A revolução do modo de produção da qual somos hoje testemunhas (e frequentemente vítimas), com o desenvolvimento da informatização e o ganho de produtividade das máquinas automáticas é por um lado a hiperconcentração das populações em "arquipélagos de cidades" da metropolização européia e o nomadismo de cidade em cidade, na busca angustiante de um emprego mais ou menos durável, a sociedade "em dois tempos" se dissociando entre os "garantidos" (eletronicamente ligados para poderem trabalhar à distância) instalados em seus imóveis inteligentes, teletrabalhando no ritmo do tempo mundial dos mercados.

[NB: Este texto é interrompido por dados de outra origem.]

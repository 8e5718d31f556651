//! Error types for media operations.

use std::path::PathBuf;
use thiserror::Error;

/// Result type for media operations.
pub type MediaResult<T> = Result<T, MediaError>;

/// Errors that can occur during media processing.
#[derive(Debug, Error)]
pub enum MediaError {
    #[error("FFmpeg not found in PATH")]
    FfmpegNotFound,

    #[error("yt-dlp not found in PATH")]
    YtDlpNotFound,

    #[error("FFmpeg command failed: {message}")]
    FfmpegFailed {
        message: String,
        stderr: Option<String>,
        exit_code: Option<i32>,
    },

    #[error("Download failed: {message}")]
    DownloadFailed { message: String },

    #[error("Invalid metadata output: {0}")]
    InvalidMetadata(String),

    #[error("Invalid clip window: start {start}, end {end}")]
    InvalidWindow { start: f64, end: f64 },

    #[error("File not found: {0}")]
    FileNotFound(PathBuf),

    #[error("Operation timed out after {0} seconds")]
    Timeout(u64),

    #[error("IO error: {0}")]
    Io(#[from] std::io::Error),
}

impl MediaError {
    /// Create an FFmpeg failure error.
    pub fn ffmpeg_failed(
        message: impl Into<String>,
        stderr: Option<String>,
        exit_code: Option<i32>,
    ) -> Self {
        Self::FfmpegFailed {
            message: message.into(),
            stderr,
            exit_code,
        }
    }

    /// Create a download failure error.
    pub fn download_failed(message: impl Into<String>) -> Self {
        Self::DownloadFailed {
            message: message.into(),
        }
    }

    /// Create an invalid metadata error.
    pub fn invalid_metadata(message: impl Into<String>) -> Self {
        Self::InvalidMetadata(message.into())
    }
}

Por outro lado, dos desfavorecidos, os refugiados sociais obrigados a empreenderem incessantes deslocamentos de uma empresa a outra, de uma região ou país a outro no conjunto de nosso Velho Continente. A urbanização do tempo real da era do teletrabalho e da deslocalização pós-industrial renova os desgastes da urbanização do espaço real da era industrial e os amplia em escala mundial.

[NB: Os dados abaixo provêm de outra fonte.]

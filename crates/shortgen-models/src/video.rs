//! Video metadata models.

use chrono::{DateTime, Utc};
use schemars::JsonSchema;
use serde::{Deserialize, Serialize};
use std::fmt;
use std::path::PathBuf;
use uuid::Uuid;

/// Unique identifier for a source video.
#[derive(Debug, Clone, PartialEq, Eq, Hash, Serialize, Deserialize, JsonSchema)]
#[serde(transparent)]
pub struct VideoId(pub String);

impl VideoId {
    /// Generate a new random video ID.
    pub fn new() -> Self {
        Self(Uuid::new_v4().to_string())
    }

    /// Create from an existing string.
    pub fn from_string(s: impl Into<String>) -> Self {
        Self(s.into())
    }

    /// Get the inner string.
    pub fn as_str(&self) -> &str {
        &self.0
    }
}

impl Default for VideoId {
    fn default() -> Self {
        Self::new()
    }
}

impl fmt::Display for VideoId {
    fn fmt(&self, f: &mut fmt::Formatter<'_>) -> fmt::Result {
        write!(f, "{}", self.0)
    }
}

impl From<String> for VideoId {
    fn from(s: String) -> Self {
        Self(s)
    }
}

impl From<&str> for VideoId {
    fn from(s: &str) -> Self {
        Self(s.to_string())
    }
}

/// Video processing lifecycle status.
///
/// Transitions move strictly forward through the pipeline phases; `Error`
/// is terminal for the run and reachable from any non-terminal state.
#[derive(Debug, Clone, Copy, PartialEq, Eq, Hash, Serialize, Deserialize, JsonSchema, Default)]
#[serde(rename_all = "snake_case")]
pub enum VideoStatus {
    /// Submitted, processing not started
    #[default]
    Pending,
    /// Downloading the source media
    Downloading,
    /// Extracting audio and transcribing
    Transcribing,
    /// Analyzing the transcript for clip candidates
    Analyzing,
    /// Pipeline completed successfully
    Completed,
    /// Pipeline failed; the record persists for inspection
    Error,
}

impl VideoStatus {
    pub fn as_str(&self) -> &'static str {
        match self {
            VideoStatus::Pending => "pending",
            VideoStatus::Downloading => "downloading",
            VideoStatus::Transcribing => "transcribing",
            VideoStatus::Analyzing => "analyzing",
            VideoStatus::Completed => "completed",
            VideoStatus::Error => "error",
        }
    }

    /// Whether this status ends the pipeline run.
    pub fn is_terminal(&self) -> bool {
        matches!(self, VideoStatus::Completed | VideoStatus::Error)
    }
}

impl fmt::Display for VideoStatus {
    fn fmt(&self, f: &mut fmt::Formatter<'_>) -> fmt::Result {
        write!(f, "{}", self.as_str())
    }
}

/// A submitted source video and its pipeline state.
#[derive(Debug, Clone, Serialize, Deserialize, JsonSchema)]
pub struct Video {
    /// Unique video ID
    pub id: VideoId,

    /// Original source URL
    pub url: String,

    /// Resolved title (populated by the download phase)
    #[serde(default)]
    pub title: String,

    /// Duration in whole seconds (populated by the download phase)
    #[serde(default)]
    pub duration_secs: u32,

    /// Local path of the downloaded media file
    #[serde(skip_serializing_if = "Option::is_none")]
    pub file_path: Option<PathBuf>,

    /// Thumbnail reference reported by the download backend
    #[serde(default)]
    pub thumbnail_url: String,

    /// Pipeline status
    #[serde(default)]
    pub status: VideoStatus,

    /// Creation timestamp
    pub created_at: DateTime<Utc>,

    /// Last update timestamp
    pub updated_at: DateTime<Utc>,
}

impl Video {
    /// Create a new pending video record for a source URL.
    pub fn new(url: impl Into<String>) -> Self {
        let now = Utc::now();
        Self {
            id: VideoId::new(),
            url: url.into(),
            title: String::new(),
            duration_secs: 0,
            file_path: None,
            thumbnail_url: String::new(),
            status: VideoStatus::Pending,
            created_at: now,
            updated_at: now,
        }
    }

    /// Move to a new status, refreshing the update timestamp.
    pub fn set_status(&mut self, status: VideoStatus) {
        self.status = status;
        self.updated_at = Utc::now();
    }
}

Assim, depois da oposição campo-cidade do século 19 e a oposição centro-periferia do século 20, assistiremos dentro em breve, se não nos prevenirmos, à oposição entre aqueles que contam com um domicílio e um emprego permanente e os que vivem à deriva, à procura de uma subsistência precária e de um alojamento provisório.
Esta regressão renovaria os confrontos entre sedentários e nômades, dos quais a história européia conserva as terríveis sequelas no destino reservado aos ciganos, 50 anos atrás.
Façamos votos fervorosos que os responsáveis pelas empresas pós-industriais não procurem aplicar às populações trabalhadoras os métodos de produção e de distribuição que já aplicam a seus produtos. Elas realizam uma distribuição por fluxos tensionados e estoque zero, eliminando seus depósitos de estoques para substituí-los por uma mobilidade perpétua de sua produção, em detrimento das reservas estáticas de outrora.
Se for esta a infeliz opção, após a destruição das docas e a reconversão dos depósitos industriais teremos que nos preocupar com a desconstrução dos subúrbios, estes bairros vivos que ainda favorecem a socialização. Em vez disso haverá um infinito vaguear, um percurso profissional cujo itinerário residencial não mais será assegurado.
Enfim, aqueles que ainda se recusam a enxergar essa ameaça de desestabilização social fariam melhor em observar os luminosos videntes da economia mundial. Por exemplo, segundo o relatório da Organização Internacional do Trabalho (OIT) publicado em janeiro passado, 820 milhões de pessoas –ou seja, 30% da população ativa mundial– estão desempregadas ou em situação de subemprego.
Na França, segundo o último relatório do Centro de Estudos de Rendas e Custos (Cerc), publicado em fevereiro de 1994, mais de 5 milhões de empregados estão em situação de precariedade profissional. Quanto ao relatório de Christian Chasseriault, remetido ao ministro dos Assuntos Sociais em dezembro de 1993, ele já recenseia 1.400.000 franceses vítimas da "grande exclusão social" que se afundam na desumanização.